Nate and Evan start by discussing birds they are seeing. On a recent trip, Evan encountered some swans a swimming. ID tips for the Tundra, Trumpeter and Mute swan we covered. Additionally birds like the Evening Grosbeak, Pine Siskin and American Goldfinch were covered.
Our main discussion centered around Bernie discussing his adventures in birding. He told of the time he heard the Ivory Billed Woodpecker. Talked about birding in Vietnam. He even has a Vireo named after him.
We think you will thoroughly enjoy this episode as much as we enjoyed interviewing him.
Happy listening and Happy Birding!
Biography
Master's passion for birding started when he was four years old, at the encouragement of his father Gilbert with whom he'd accompany on bird walks. His family's vacation home in North Wildwood, New Jersey was near Cape May Bird Observatory, a birding mecca and in the path of the largest fall migration in the eastern North America.
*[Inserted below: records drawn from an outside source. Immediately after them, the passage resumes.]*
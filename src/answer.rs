//! Query boundary for front ends.
//!
//! [`answer`] runs a retrieval and flattens the results into what a
//! generation step needs: text, platform, conversation title and score,
//! plus the `degraded` flag. [`format_context`] renders those items into a
//! prompt-ready block under a token budget.

use serde::Serialize;
use std::sync::Arc;

use crate::config::Config;
use crate::db;
use crate::embedding::create_provider;
use crate::error::Result;
use crate::migrate;
use crate::models::{Collection, Platform};
use crate::search::{HybridRetriever, Retrieval, RetrievedChunk};
use crate::stats::format_ts_iso;
use crate::store::sqlite::SqliteIndex;

const EXCERPT_CHARS: usize = 240;

/// Rough token estimate used for context budgeting.
const CHARS_PER_TOKEN: usize = 4;

pub const NO_CONTEXT: &str = "No relevant context found.";

#[derive(Debug, Clone, PartialEq, Serialize)]
pub struct ContextItem {
    pub text: String,
    pub platform: Platform,
    pub title: String,
    pub score: f64,
    pub conversation_id: String,
    pub collection: Collection,
    pub timestamp: i64,
    #[serde(skip_serializing_if = "Option::is_none")]
    pub language: Option<String>,
}

#[derive(Debug, Clone, Default, PartialEq, Serialize)]
pub struct AnswerContext {
    pub retrieved_context: Vec<ContextItem>,
    pub degraded: bool,
    #[serde(skip_serializing_if = "Option::is_none")]
    pub degraded_reason: Option<String>,
}

/// What a front end should tell the user. Hard failures are the `Err`
/// side of [`answer`].
#[derive(Debug, Clone, Copy, PartialEq, Eq, Serialize)]
#[serde(rename_all = "snake_case")]
pub enum AnswerStatus {
    Found,
    /// Results (possibly none) produced without the semantic channel.
    Degraded,
    NoContext,
}

impl AnswerContext {
    pub fn status(&self) -> AnswerStatus {
        if self.degraded {
            AnswerStatus::Degraded
        } else if self.retrieved_context.is_empty() {
            AnswerStatus::NoContext
        } else {
            AnswerStatus::Found
        }
    }
}

/// Retrieve context for `query`. `top_k` falls back to the retriever's
/// configured default.
pub async fn answer(
    retriever: &HybridRetriever,
    query: &str,
    platform_filter: Option<Platform>,
    top_k: Option<usize>,
) -> Result<AnswerContext> {
    let top_k = top_k.unwrap_or(retriever.params().top_k);
    let retrieval = retriever.retrieve(query, top_k, platform_filter).await?;
    Ok(into_context(retrieval))
}

fn into_context(retrieval: Retrieval) -> AnswerContext {
    AnswerContext {
        retrieved_context: retrieval
            .results
            .into_iter()
            .map(|r| ContextItem {
                text: r.entry.text,
                platform: r.entry.metadata.platform,
                title: r.entry.metadata.title,
                score: r.score,
                conversation_id: r.entry.metadata.conversation_id,
                collection: r.entry.metadata.collection,
                timestamp: r.entry.metadata.timestamp,
                language: r.entry.metadata.language,
            })
            .collect(),
        degraded: retrieval.degraded,
        degraded_reason: retrieval.degraded_reason,
    }
}

/// Render items as cited blocks, stopping before the estimated token count
/// would exceed `max_tokens`. A first block that alone exceeds the budget is
/// cut to fit rather than dropped.
///
/// ```rust
/// use conductor_index::answer::{format_context, NO_CONTEXT};
///
/// assert_eq!(format_context(&[], 4000), NO_CONTEXT);
/// ```
pub fn format_context(items: &[ContextItem], max_tokens: usize) -> String {
    let mut parts: Vec<String> = Vec::new();
    let mut used = 0usize;

    for item in items {
        let block = format!(
            "[Source: {} - {}]\n{}\n",
            item.platform.as_str().to_uppercase(),
            item.title,
            item.text
        );
        let tokens = block.len() / CHARS_PER_TOKEN;
        if used + tokens > max_tokens {
            if parts.is_empty() {
                if let Some(cut) = truncate_block(&block, max_tokens * CHARS_PER_TOKEN) {
                    parts.push(cut);
                }
            }
            break;
        }
        used += tokens;
        parts.push(block);
    }

    if parts.is_empty() {
        return NO_CONTEXT.to_string();
    }
    parts.join("\n---\n\n")
}

/// Cut `block` to at most `max_chars` bytes on a char boundary, keeping the
/// citation line whole. `None` when not even the citation fits.
fn truncate_block(block: &str, max_chars: usize) -> Option<String> {
    let header_end = block.find('\n').map_or(block.len(), |i| i + 1);
    // Room for the citation, some text and the closing newline.
    if max_chars <= header_end + 1 {
        return None;
    }
    let mut end = max_chars - 1;
    while !block.is_char_boundary(end) {
        end -= 1;
    }
    Some(format!("{}\n", &block[..end]))
}

// ============ CLI entry point ============

#[derive(Serialize)]
struct AskOutput<'a> {
    status: AnswerStatus,
    #[serde(flatten)]
    answer: &'a AnswerContext,
    context: String,
}

/// `conductor ask`: retrieve and print context for a query.
///
/// Prints one of three states: results, "no relevant history found", or a
/// degraded notice (on stderr) followed by whatever lexical retrieval found.
/// Hard failures are returned as errors.
///
/// With `language`, only the `code` collection is searched.
#[allow(clippy::too_many_arguments)]
pub async fn run_ask(
    config: &Config,
    query: &str,
    platform: Option<Platform>,
    top_k: Option<usize>,
    collections: &[Collection],
    language: Option<&str>,
    json: bool,
    explain: bool,
) -> anyhow::Result<()> {
    let pool = db::connect(config).await?;
    migrate::run_migrations(&pool).await?;

    let index = Arc::new(SqliteIndex::new(pool.clone()));
    let provider = create_provider(&config.embedding)?;
    let retriever = HybridRetriever::new(index, provider, config.retrieval.clone());

    let collections = if collections.is_empty() {
        config.retrieval.collections.clone()
    } else {
        collections.to_vec()
    };
    let top_k = top_k.unwrap_or(config.retrieval.top_k);
    let retrieval = match language {
        Some(lang) => retriever.search_code(query, top_k, Some(lang), platform).await?,
        None => {
            retriever
                .retrieve_in(query, top_k, platform, &collections)
                .await?
        }
    };
    pool.close().await;

    let breakdowns: Vec<RetrievedChunk> = if explain {
        retrieval.results.clone()
    } else {
        Vec::new()
    };
    let answer = into_context(retrieval);

    if json {
        let out = AskOutput {
            status: answer.status(),
            answer: &answer,
            context: format_context(&answer.retrieved_context, config.retrieval.context_max_tokens),
        };
        println!("{}", serde_json::to_string_pretty(&out)?);
        return Ok(());
    }

    if answer.degraded {
        eprintln!(
            "warning: retrieval degraded to keyword matching only ({})",
            answer.degraded_reason.as_deref().unwrap_or("embedding unavailable")
        );
    }
    if answer.retrieved_context.is_empty() {
        println!("No relevant history found.");
        return Ok(());
    }

    for (i, item) in answer.retrieved_context.iter().enumerate() {
        println!(
            "{}. [{:.2}] {} / {}",
            i + 1,
            item.score,
            item.platform,
            item.title
        );
        println!("    conversation: {}", item.conversation_id);
        println!("    date: {}", format_ts_iso(item.timestamp));
        match item.language {
            Some(ref lang) => println!("    collection: {} ({})", item.collection, lang),
            None => println!("    collection: {}", item.collection),
        }
        if let Some(r) = breakdowns.get(i) {
            let semantic = r
                .breakdown
                .semantic
                .map(|s| format!("{:.3}", s))
                .unwrap_or_else(|| "-".to_string());
            println!(
                "    scores: semantic {} lexical {:.3} recency {:.3}",
                semantic, r.breakdown.lexical, r.breakdown.recency
            );
        }
        let excerpt: String = item.text.chars().take(EXCERPT_CHARS).collect();
        println!("    excerpt: \"{}\"", excerpt.replace('\n', " ").trim());
        println!();
    }
    Ok(())
}

#[cfg(test)]
mod tests {
    use super::*;

    fn item(platform: Platform, title: &str, text: &str) -> ContextItem {
        ContextItem {
            text: text.to_string(),
            platform,
            title: title.to_string(),
            score: 1.0,
            conversation_id: "c".to_string(),
            collection: Collection::Conversations,
            timestamp: 0,
            language: None,
        }
    }

    #[test]
    fn formats_cited_blocks() {
        let out = format_context(
            &[
                item(Platform::ChatGpt, "Auth flow", "USER: jwt refresh?"),
                item(Platform::Grok, "Cache", "ASSISTANT: use redis"),
            ],
            4000,
        );
        assert_eq!(
            out,
            "[Source: CHATGPT - Auth flow]\nUSER: jwt refresh?\n\n---\n\n[Source: GROK - Cache]\nASSISTANT: use redis\n"
        );
    }

    #[test]
    fn stops_at_token_budget() {
        let long = "x".repeat(400);
        let items = vec![
            item(Platform::Gemini, "a", &long),
            item(Platform::Gemini, "b", &long),
        ];
        // Each block is ~105 tokens.
        let out = format_context(&items, 150);
        assert!(out.contains("GEMINI - a"));
        assert!(!out.contains("GEMINI - b"));
    }

    #[test]
    fn oversized_first_block_is_cut_to_fit() {
        let items = vec![item(Platform::Gemini, "a", &"é".repeat(400))];
        let out = format_context(&items, 10);
        assert!(out.starts_with("[Source: GEMINI - a]\né"));
        assert!(out.ends_with('\n'));
        assert!(out.len() <= 10 * CHARS_PER_TOKEN);

        // Not even the citation fits.
        assert_eq!(format_context(&items, 2), NO_CONTEXT);
    }

    #[test]
    fn status_distinguishes_states() {
        let mut ctx = AnswerContext::default();
        assert_eq!(ctx.status(), AnswerStatus::NoContext);
        ctx.retrieved_context.push(item(Platform::ChatGpt, "t", "x"));
        assert_eq!(ctx.status(), AnswerStatus::Found);
        ctx.degraded = true;
        assert_eq!(ctx.status(), AnswerStatus::Degraded);
    }
}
Master graduated from Philadelphia College of Osteopathic Medicine on June 11, 1966 and began his medical career.
In 1968, Master was drafted into the Vietnam War where he served one year as a battalion surgeon in an Army combat unit and one year as post-surgeon for the U.S. Army's Military Intelligence School. Following discharge, Master spent the next 35 years as a primary care physician in the inner city of Columbus, Ohio.
During his medical years, Master often watched birds at Green Lawn Cemetery, a popular birding spot in Columbus, Ohio, He became a founding board member of the Ohio Ornithological Society in 2004.
In 1994, Bernard Master bid for and won the right to assign the scientific name for a new species of vireo (Passeriformes: Vireonidae) from the Western Andes of Colombia. He named the species Vireo masteri.
Master's contributions to world bird conservation were later honored by the late Prince Bernhard of the Netherlands (aka Prince Bernhard of Lippe-Biesterfeld), who helped found the World Wide Fund for Nature.